Association between Mr Bradley and Mr Rattray
- Moat submitted that Mr Bradley and Mr Rattray were associates because they had entered into an agreement for the purpose of controlling or influencing the composition of the ComOps board.
- It submitted that the structure of the EO Acquisition was contrary to accepted market practice because it included the issue of shares beyond the implied value of the company at the date of the transaction.6 Further, it submitted that the EO Acquisition was not on commercial terms because the Executives Online business "has relatively no revenue compared to…ComOps", but the value of the consideration was approximately 12% of the issued capital of ComOps. It also submitted that, among other things, the issue of the s249D notice on 17 March 2011 may have "inspired the execution of the agreements to acquire [Executives Online] business". We think this means the acquisition was a defence to Moat's s249D notice.
- It is unusual that an agreement negotiated with performance hurdles was concluded without them. In the end, however, that is a matter for the Board and in the absence of the proxy (which we discuss below) we think there is not enough material to warrant conducting proceedings.
- We asked for additional information before deciding whether to conduct proceedings. In particular, we asked for a copy of the agreement relating to the EO Acquisition and copies of board minutes and board papers from the meeting(s) at which the terms of the acquisition were discussed or approved.
- We were given copies of the documents and informed by ComOps that:
"There is no other written or oral agreement, arrangement or understanding in connection with the acquisition of the Executives Online business.
There was no proxy granted, or any voting agreement entered into, as part of the acquisition although one was contemplated at an earlier stage …"
- There were Heads of Agreement in relation to the acquisition of the Executives Online business, executed on 3 September 2010, under which ComOps agreed to issue Mr Rattray 15 million ordinary shares in ComOps. The consideration was based "initially on an agreed value for delivering the business & IP and henceforth on meeting certain Net Profit after Taxation targets over the next five years". The shares were to remain in escrow. Voting rights on the shares were to be assigned to the chairman of the board of ComOps. Up to 12 million of the shares were to be subject to cancellation if performance hurdles were not met.
- Final documents in connection with the EO Acquisition were executed in a form different to the Heads of Agreement.
- Board minutes indicated that, before 22 March 2011, Mr Rattray had advised ComOps that he "[refused] to accept" the conditions regarding proxies, escrow and cancellation of shares.

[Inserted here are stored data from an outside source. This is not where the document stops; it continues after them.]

use axum::{
    extract::{Path, State},
    http::StatusCode,
    response::IntoResponse,
    Json,
};
use chrono::Utc;
use fleet_core::error::AppError;
use fleet_core::pagination::PageParams;
use fleet_core::validation::{QueryParams, ValidatedJson};
use mongodb::bson::doc;
use serde_json::json;

use super::{fetch_page, find_active, find_by_id, return_updated, Changes};
use crate::dtos::payments::{
    CreatePaymentRequest, OverdueSweepResponse, PaymentFilters, UpdatePaymentRequest, SORTABLE,
};
use crate::models::{resolve_paid_date, Payment, PaymentStatus};
use crate::services::populate;
use crate::startup::AppState;

const ENTITY: &str = "Payment";

/// GET /payments
pub async fn list_payments(
    State(state): State<AppState>,
    QueryParams(page): QueryParams<PageParams>,
    QueryParams(filters): QueryParams<PaymentFilters>,
) -> Result<impl IntoResponse, AppError> {
    let page = page.resolve(SORTABLE)?;
    let (items, pagination) =
        fetch_page(&state.db.payments(), filters.to_document()?, &page).await?;
    let payments = populate::payment_responses(&state.db, items).await?;

    Ok(Json(json!({ "payments": payments, "pagination": pagination })))
}

/// GET /payments/:id
pub async fn get_payment(
    State(state): State<AppState>,
    Path(id): Path<String>,
) -> Result<impl IntoResponse, AppError> {
    let payment = find_by_id(&state.db.payments(), ENTITY, &id).await?;
    let payment = populate::payment_response(&state.db, payment).await?;
    Ok(Json(json!({ "payment": payment })))
}

/// POST /payments
pub async fn create_payment(
    State(state): State<AppState>,
    ValidatedJson(req): ValidatedJson<CreatePaymentRequest>,
) -> Result<impl IntoResponse, AppError> {
    let assignment = find_active(&state.db.assignments(), "Assignment", &req.assignment_id)
        .await
        .map_err(|_| {
            AppError::BadRequest(anyhow::anyhow!(
                "Assignment {} not found",
                req.assignment_id
            ))
        })?;

    if let Some(rider_id) = &req.rider_id {
        if *rider_id != assignment.rider_id {
            return Err(AppError::BadRequest(anyhow::anyhow!(
                "Rider {} does not hold assignment {}",
                rider_id,
                assignment.id
            )));
        }
    }

    let now = Utc::now();
    let mut payment = Payment::new(
        assignment.id.clone(),
        assignment.rider_id.clone(),
        req.amount,
        req.kind,
        req.due_date,
    );
    payment.method = req.method;
    payment.status = req.status.unwrap_or(PaymentStatus::Pending);
    payment.paid_date = resolve_paid_date(None, req.paid_date, payment.status, now);
    payment.transaction_ref = req.transaction_ref;
    payment.notes = req.notes;

    state.db.payments().insert_one(&payment, None).await?;

    tracing::info!(
        payment_id = %payment.id,
        assignment_id = %payment.assignment_id,
        amount = payment.amount,
        status = %payment.status,
        "Payment recorded"
    );

    state.sync.sync_assignment_totals(&payment.assignment_id).await;

    let payment = populate::payment_response(&state.db, payment).await?;
    Ok((
        StatusCode::CREATED,
        Json(json!({
            "message": "Payment created successfully",
            "payment": payment,
        })),
    ))
}

/// PUT /payments/:id
///
/// The first move to `paid` stamps `paid_date` unless one is supplied.
pub async fn update_payment(
    State(state): State<AppState>,
    Path(id): Path<String>,
    ValidatedJson(req): ValidatedJson<UpdatePaymentRequest>,
) -> Result<impl IntoResponse, AppError> {
    let existing = find_active(&state.db.payments(), ENTITY, &id).await?;

    let now = Utc::now();
    let status = req.status.unwrap_or(existing.status);
    let paid_date = resolve_paid_date(existing.paid_date, req.paid_date, status, now);

    let update = Changes::new(now)
        .value("amount", req.amount)
        .value("kind", req.kind)
        .value("method", req.method)
        .value("status", req.status)
        .date("due_date", req.due_date)
        .date("paid_date", paid_date)
        .value("transaction_ref", req.transaction_ref)
        .value("notes", req.notes)
        .into_update();

    let payment = state
        .db
        .payments()
        .find_one_and_update(doc! { "_id": &id, "is_active": true }, update, return_updated())
        .await?
        .ok_or_else(|| AppError::not_found(ENTITY, &id))?;

    if existing.status != payment.status {
        tracing::info!(
            payment_id = %payment.id,
            from = %existing.status,
            to = %payment.status,
            "Payment status changed"
        );
    }

    state.sync.sync_assignment_totals(&payment.assignment_id).await;

    let payment = populate::payment_response(&state.db, payment).await?;
    Ok(Json(json!({
        "message": "Payment updated successfully",
        "payment": payment,
    })))
}

/// DELETE /payments/:id
///
/// Cancels and deactivates the payment, dropping it from the assignment totals.
pub async fn delete_payment(
    State(state): State<AppState>,
    Path(id): Path<String>,
) -> Result<impl IntoResponse, AppError> {
    let update = Changes::new(Utc::now())
        .value("is_active", Some(false))
        .value("status", Some(PaymentStatus::Cancelled))
        .into_update();

    let payment = state
        .db
        .payments()
        .find_one_and_update(doc! { "_id": &id, "is_active": true }, update, return_updated())
        .await?
        .ok_or_else(|| AppError::not_found(ENTITY, &id))?;

    tracing::info!(payment_id = %payment.id, "Payment cancelled");

    state.sync.sync_assignment_totals(&payment.assignment_id).await;

    let payment = populate::payment_response(&state.db, payment).await?;
    Ok(Json(json!({
        "message": "Payment deleted successfully",
        "payment": payment,
    })))
}

/// POST /payments/overdue-sweep
pub async fn sweep_overdue(State(state): State<AppState>) -> Result<impl IntoResponse, AppError> {
    let outcome = state.sync.sweep_overdue(Utc::now()).await?;
    Ok(Json(OverdueSweepResponse {
        marked_overdue: outcome.marked_overdue,
        assignments_recomputed: outcome.assignments_recomputed,
    }))
}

Legal advice was also obtained regarding the proposed cancellation of shares. According to the ComOps board minutes of 22 March 2011, the final contract therefore excluded reference to proxies, escrow and cancellation of shares. It was resolved at that 22 March meeting that the final contract be executed, subject to legal advice.
- The ComOps Board confirmed to the Panel that since 22 March 2011, no other matters have arisen that (a) bear on the proxy, escrow or cancellation of shares in relation to the Executives Online transaction or (b) otherwise bear on the Panel proceedings.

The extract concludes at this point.